Die Vereinbarung mit der CDU zur Einrichtung von Transitzentren an der deutsch-österreichischen Grenze ist zweifellos ein großer Erfolg der CSU. Die Forderung von Bundesinnenminister Horst Seehofer und dem CSU-Vorstand ist vollständig erfüllt: Faktisch reisen künftig „Sekundärmigranten“, also Flüchtlinge und Asylbewerber, die bereits in anderen EU-Staaten registriert sind oder gar dort ein Asylverfahren durchlaufen, nicht mehr in Deutschland ein.

Die „Sekundärmigranten“ werden – analog zum deutschen „Flughafen-Verfahren“ – in den Transitzentren nahe der Grenze erst einmal festgehalten. Mittels EURODAC, der EU-Fingerabdruck-Datenbank, wird der zuständige Einreise-, Registratur-, und Asylverfahrensstaat ermittelt. Dann werden  die Kandidaten dorthin zurückgeschickt. Das ist im Endeffekt – auch wenn es anders heißt – nichts anderes als die „Zurückweisung“ von Sekundärmigranten, also jener bislang umstrittene 63. Punkt in Seehofers Masterplan.

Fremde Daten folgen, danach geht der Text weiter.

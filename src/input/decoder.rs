//! Key decoding for raw terminal input.
//!
//! One read from a raw-mode terminal yields a short byte window (at most
//! [`KEY_WINDOW`] bytes). [`decode`] classifies that window as exactly one
//! [`KeyEvent`]. Decoding is total: anything it does not recognize becomes
//! [`KeyEvent::Unknown`].

use std::fmt;

use crate::editor::Token;

/// Maximum number of bytes read for a single key press.
pub const KEY_WINDOW: usize = 6;

const BACKSPACE: u8 = 127;
const TAB: u8 = 9;
const ENTER: u8 = 10;
const ESC: u8 = 27;
const CSI: u8 = b'[';
const SS3: u8 = b'O';
const TILDE: u8 = b'~';

/// A classified key press.
#[derive(Debug, Clone, Copy, PartialEq, Eq)]
pub enum KeyEvent {
    /// Printable input (possibly multi-byte), occupying one column
    Character(Token),
    Backspace,
    Tab,
    Enter,
    /// ESC with nothing after it
    BareEscape,
    ArrowUp,
    ArrowDown,
    ArrowLeft,
    ArrowRight,
    Home,
    End,
    Insert,
    Delete,
    PageUp,
    PageDown,
    /// An escape sequence this decoder does not handle
    Unknown,
}

impl fmt::Display for KeyEvent {
    fn fmt(&self, f: &mut fmt::Formatter<'_>) -> fmt::Result {
        match self {
            Self::Character(token) => write!(f, "Character({token})"),
            other => write!(f, "{other:?}"),
        }
    }
}

/// Decode one key press from a byte window.
///
/// Only the bytes in `window` are inspected; a short window never causes a
/// read past its end. An empty window decodes to [`KeyEvent::Unknown`].
pub fn decode(window: &[u8]) -> KeyEvent {
    let Some(&first) = window.first() else {
        return KeyEvent::Unknown;
    };
    match first {
        BACKSPACE => KeyEvent::Backspace,
        TAB => KeyEvent::Tab,
        ENTER => KeyEvent::Enter,
        ESC => decode_escape(&window[1..]),
        _ => Token::capture(window).map_or(KeyEvent::Unknown, KeyEvent::Character),
    }
}

/// Decode whatever followed an ESC byte.
fn decode_escape(tail: &[u8]) -> KeyEvent {
    match tail.first() {
        None => KeyEvent::BareEscape,
        Some(&CSI) => decode_csi(&tail[1..]),
        Some(&SS3) => match tail.get(1) {
            Some(b'H') => KeyEvent::Home,
            Some(b'F') => KeyEvent::End,
            _ => KeyEvent::Unknown,
        },
        Some(_) => KeyEvent::Unknown,
    }
}

/// Decode the bytes after `ESC [`.
fn decode_csi(params: &[u8]) -> KeyEvent {
    match params.first() {
        Some(b'A') => KeyEvent::ArrowUp,
        Some(b'B') => KeyEvent::ArrowDown,
        Some(b'C') => KeyEvent::ArrowRight,
        Some(b'D') => KeyEvent::ArrowLeft,
        Some(&code) if params.get(1) == Some(&TILDE) => match code {
            b'2' => KeyEvent::Insert,
            b'3' => KeyEvent::Delete,
            b'5' => KeyEvent::PageUp,
            b'6' => KeyEvent::PageDown,
            _ => KeyEvent::Unknown,
        },
        _ => KeyEvent::Unknown,
    }
}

Zustimmung Österreichs ist wahrscheinlich

Wenn der betreffende EU-Staat – entgegen europäischem Recht – diese Leute nicht direkt aus Deutschland zurücknimmt, werden sie erst einmal nach Österreich gebracht, das sie dann an den Bestimmungsort weitertransportiert. Dass Österreich einer solchen Lösung offen gegenübersteht, hat Bundeskanzler Sebastian Kurz (ÖVP) bereits bei seinen Besuchen bei Innenminister Seehofer in Berlin wie auch beim bayerisch-österreichischen Kabinettstreffen in Linz durchblicken lassen. Er würde dann vermutlich ähnliche Kontrollen und Zentren an der österreichischen Süd- und Südostgrenze einführen, was wiederum das bislang störrische Italien dazu zwingen würde, sich endlich zu bewegen und einen europäischen Kompromiss anzustreben.

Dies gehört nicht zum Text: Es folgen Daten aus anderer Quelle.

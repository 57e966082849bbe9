use std::io::Write;

use crate::error::{Error, Result};
use crate::input::{ByteSource, KEY_WINDOW, decode};

use super::Session;

impl<S: ByteSource, W: Write> Session<S, W> {
    /// Run the read loop until the session terminates and return the line.
    ///
    /// Each iteration polls the source for at most the configured interval;
    /// when input is ready, one window of up to [`KEY_WINDOW`] bytes is read
    /// and handled as a single key.
    ///
    /// # Errors
    ///
    /// Returns [`Error::InputClosed`] if the source hits end of input, or an
    /// I/O error from the source or the sink.
    pub fn run(&mut self) -> Result<String> {
        let _run_scope = crate::perf::scope("session.run");
        let mut window = [0u8; KEY_WINDOW];

        while !self.terminated {
            if !self.source.poll_readable(self.poll_interval)? {
                continue;
            }
            let n = self.source.read_window(&mut window)?;
            if n == 0 {
                tracing::debug!("input closed mid-line");
                return Err(Error::InputClosed);
            }
            self.feed(&window[..n])?;
        }

        let line = self.buffer.text();
        tracing::debug!(len = self.buffer.len(), "session finished");
        Ok(line)
    }
}

impl<S, W: Write> Session<S, W> {
    /// Decode one byte window as a key, apply it, and flush the screen.
    ///
    /// # Errors
    ///
    /// Returns an error if writing to the sink fails.
    pub fn feed(&mut self, window: &[u8]) -> Result<()> {
        let key = decode(window);
        tracing::debug!(%key, pos = self.buffer.cursor(), "key decoded");
        crate::perf::log_event(
            "key.decoded",
            format!(
                "key={key} pos={} len={}",
                self.buffer.cursor(),
                self.buffer.len()
            ),
        );
        self.handle_key(key)?;
        self.screen.flush()?;
        Ok(())
    }
}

Möglich war dieser Erfolg offensichtlich nur durch die maximale Anwendung aller Druckmittel, die der CSU und Horst Seehofer persönlich zur Verfügung stehen. Ohne diesen massiven Druck der CSU hätten sich die CDU und Kanzlerin Merkel nicht bewegt, wie viele frühere Beispiele belegen – von dem Streit um die Pendlerpauschale 2008 angefangen bis zum Streit um die Grenzschließung 2015.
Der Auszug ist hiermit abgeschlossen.